## [WORK TO BE COMPLETED]
The following data has a line with "(path, tokio::task::spawn_blocking(move ||" and a line with "fn expand_paths(paths: &[PathBuf])". Write out exactly those lines and all the lines between them.

## [MATERIAL FOR THE TASK]

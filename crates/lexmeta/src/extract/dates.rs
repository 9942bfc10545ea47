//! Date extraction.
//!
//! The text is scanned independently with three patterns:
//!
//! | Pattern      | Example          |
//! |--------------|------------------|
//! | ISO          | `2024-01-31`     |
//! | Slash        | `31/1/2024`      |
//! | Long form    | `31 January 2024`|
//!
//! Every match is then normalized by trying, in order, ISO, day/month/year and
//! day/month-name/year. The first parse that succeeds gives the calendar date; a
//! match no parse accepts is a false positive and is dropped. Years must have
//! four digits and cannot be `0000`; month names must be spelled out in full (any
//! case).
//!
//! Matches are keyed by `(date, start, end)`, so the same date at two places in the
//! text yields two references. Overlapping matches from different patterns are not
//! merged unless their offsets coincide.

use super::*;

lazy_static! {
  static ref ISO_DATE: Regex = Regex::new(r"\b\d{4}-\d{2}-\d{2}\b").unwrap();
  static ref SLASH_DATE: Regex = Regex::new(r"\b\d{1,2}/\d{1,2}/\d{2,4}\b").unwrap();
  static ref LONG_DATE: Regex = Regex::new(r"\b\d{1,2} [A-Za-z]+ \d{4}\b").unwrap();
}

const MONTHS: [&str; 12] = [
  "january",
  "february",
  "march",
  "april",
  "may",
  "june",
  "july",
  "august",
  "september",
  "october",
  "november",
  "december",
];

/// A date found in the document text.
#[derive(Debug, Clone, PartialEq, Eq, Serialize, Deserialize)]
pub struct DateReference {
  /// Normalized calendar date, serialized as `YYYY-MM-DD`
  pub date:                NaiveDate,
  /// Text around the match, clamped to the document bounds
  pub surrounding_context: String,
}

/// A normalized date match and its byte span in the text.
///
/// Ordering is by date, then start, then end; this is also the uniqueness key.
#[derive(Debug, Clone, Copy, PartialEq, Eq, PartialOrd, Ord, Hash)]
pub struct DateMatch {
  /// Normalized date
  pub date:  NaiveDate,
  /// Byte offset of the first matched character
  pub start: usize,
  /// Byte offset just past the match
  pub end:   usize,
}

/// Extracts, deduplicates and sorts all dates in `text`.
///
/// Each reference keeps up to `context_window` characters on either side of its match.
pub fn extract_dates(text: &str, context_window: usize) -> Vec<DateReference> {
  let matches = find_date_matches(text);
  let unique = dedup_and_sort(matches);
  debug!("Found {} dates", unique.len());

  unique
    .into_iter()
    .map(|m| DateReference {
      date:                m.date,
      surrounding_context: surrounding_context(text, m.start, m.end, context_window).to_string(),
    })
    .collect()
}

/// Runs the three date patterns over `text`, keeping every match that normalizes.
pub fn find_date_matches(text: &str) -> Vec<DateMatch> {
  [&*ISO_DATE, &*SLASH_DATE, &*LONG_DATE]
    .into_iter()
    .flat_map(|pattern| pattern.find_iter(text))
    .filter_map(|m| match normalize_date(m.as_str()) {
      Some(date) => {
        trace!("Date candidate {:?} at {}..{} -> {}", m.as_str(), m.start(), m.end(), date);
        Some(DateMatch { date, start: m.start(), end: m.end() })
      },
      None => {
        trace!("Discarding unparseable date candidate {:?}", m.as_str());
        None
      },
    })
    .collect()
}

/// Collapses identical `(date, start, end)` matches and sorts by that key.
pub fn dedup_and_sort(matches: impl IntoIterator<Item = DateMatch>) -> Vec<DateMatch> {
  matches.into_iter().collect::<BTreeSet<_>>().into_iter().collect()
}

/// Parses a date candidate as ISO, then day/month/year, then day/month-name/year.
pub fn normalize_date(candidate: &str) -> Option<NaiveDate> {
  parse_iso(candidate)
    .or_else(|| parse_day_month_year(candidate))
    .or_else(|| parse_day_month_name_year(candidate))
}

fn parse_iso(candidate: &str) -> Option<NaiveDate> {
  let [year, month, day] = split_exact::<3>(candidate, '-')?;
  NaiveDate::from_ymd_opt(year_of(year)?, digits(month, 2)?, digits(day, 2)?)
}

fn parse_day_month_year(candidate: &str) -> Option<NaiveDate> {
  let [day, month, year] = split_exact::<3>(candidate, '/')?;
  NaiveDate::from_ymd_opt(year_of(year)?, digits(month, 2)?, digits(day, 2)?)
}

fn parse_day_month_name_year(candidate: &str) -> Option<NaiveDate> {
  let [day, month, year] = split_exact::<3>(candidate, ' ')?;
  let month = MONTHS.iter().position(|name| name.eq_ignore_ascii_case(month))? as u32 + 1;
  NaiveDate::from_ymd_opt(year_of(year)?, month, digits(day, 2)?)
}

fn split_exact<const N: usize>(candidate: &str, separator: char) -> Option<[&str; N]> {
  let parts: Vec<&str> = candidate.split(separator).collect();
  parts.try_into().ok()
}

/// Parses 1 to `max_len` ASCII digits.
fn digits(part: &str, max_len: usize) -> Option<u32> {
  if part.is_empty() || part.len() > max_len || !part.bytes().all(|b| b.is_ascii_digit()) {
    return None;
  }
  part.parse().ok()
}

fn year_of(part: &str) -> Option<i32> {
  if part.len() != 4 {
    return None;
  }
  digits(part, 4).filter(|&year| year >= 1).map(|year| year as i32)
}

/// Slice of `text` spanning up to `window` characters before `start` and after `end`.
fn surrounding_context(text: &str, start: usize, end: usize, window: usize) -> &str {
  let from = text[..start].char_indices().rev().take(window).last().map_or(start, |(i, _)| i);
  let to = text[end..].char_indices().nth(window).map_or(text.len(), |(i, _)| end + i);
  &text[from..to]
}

--

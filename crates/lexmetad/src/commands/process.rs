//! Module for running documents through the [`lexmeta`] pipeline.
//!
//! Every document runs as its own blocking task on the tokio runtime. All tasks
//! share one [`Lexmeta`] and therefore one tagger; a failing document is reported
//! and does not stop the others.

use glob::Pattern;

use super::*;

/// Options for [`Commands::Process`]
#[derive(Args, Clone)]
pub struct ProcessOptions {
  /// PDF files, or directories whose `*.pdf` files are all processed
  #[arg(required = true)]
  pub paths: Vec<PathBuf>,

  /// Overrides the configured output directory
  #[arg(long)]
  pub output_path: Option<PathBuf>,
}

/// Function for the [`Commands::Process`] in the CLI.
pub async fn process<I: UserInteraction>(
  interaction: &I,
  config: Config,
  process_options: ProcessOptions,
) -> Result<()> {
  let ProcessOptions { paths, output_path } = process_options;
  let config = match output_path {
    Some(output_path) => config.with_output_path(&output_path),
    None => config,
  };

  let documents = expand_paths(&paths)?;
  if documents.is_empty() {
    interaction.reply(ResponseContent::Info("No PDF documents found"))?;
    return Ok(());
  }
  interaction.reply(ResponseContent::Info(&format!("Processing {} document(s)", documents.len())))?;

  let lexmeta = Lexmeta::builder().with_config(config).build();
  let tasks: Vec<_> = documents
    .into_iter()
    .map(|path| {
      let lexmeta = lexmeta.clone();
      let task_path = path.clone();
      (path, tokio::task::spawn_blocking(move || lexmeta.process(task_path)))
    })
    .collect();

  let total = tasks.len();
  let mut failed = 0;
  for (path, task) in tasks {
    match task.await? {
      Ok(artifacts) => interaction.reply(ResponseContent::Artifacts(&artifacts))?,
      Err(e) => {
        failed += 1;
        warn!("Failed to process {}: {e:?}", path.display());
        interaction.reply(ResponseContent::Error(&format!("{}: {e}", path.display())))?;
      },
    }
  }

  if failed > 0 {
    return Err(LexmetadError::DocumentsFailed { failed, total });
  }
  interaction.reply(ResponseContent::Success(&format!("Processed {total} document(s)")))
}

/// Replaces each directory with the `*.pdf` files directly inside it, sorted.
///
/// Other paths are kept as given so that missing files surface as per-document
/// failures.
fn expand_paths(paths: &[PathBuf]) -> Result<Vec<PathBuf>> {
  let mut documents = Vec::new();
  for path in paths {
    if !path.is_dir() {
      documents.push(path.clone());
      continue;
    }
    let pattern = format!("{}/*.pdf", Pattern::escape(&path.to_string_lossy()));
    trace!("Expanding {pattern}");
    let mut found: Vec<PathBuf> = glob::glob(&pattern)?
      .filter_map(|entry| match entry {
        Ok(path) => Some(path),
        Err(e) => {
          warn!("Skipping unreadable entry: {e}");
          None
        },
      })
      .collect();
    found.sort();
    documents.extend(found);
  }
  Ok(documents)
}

## [RESULT OF THE EXERCISE]
      (path, tokio::task::spawn_blocking(move || lexmeta.process(task_path)))
    })
    .collect();

  let total = tasks.len();
  let mut failed = 0;
  for (path, task) in tasks {
    match task.await? {
      Ok(artifacts) => interaction.reply(ResponseContent::Artifacts(&artifacts))?,
      Err(e) => {
        failed += 1;
        warn!("Failed to process {}: {e:?}", path.display());
        interaction.reply(ResponseContent::Error(&format!("{}: {e}", path.display())))?;
      },
    }
  }

  if failed > 0 {
    return Err(LexmetadError::DocumentsFailed { failed, total });
  }
  interaction.reply(ResponseContent::Success(&format!("Processed {total} document(s)")))
}

/// Replaces each directory with the `*.pdf` files directly inside it, sorted.
///
/// Other paths are kept as given so that missing files surface as per-document
/// failures.
fn expand_paths(paths: &[PathBuf]) -> Result<Vec<PathBuf>> {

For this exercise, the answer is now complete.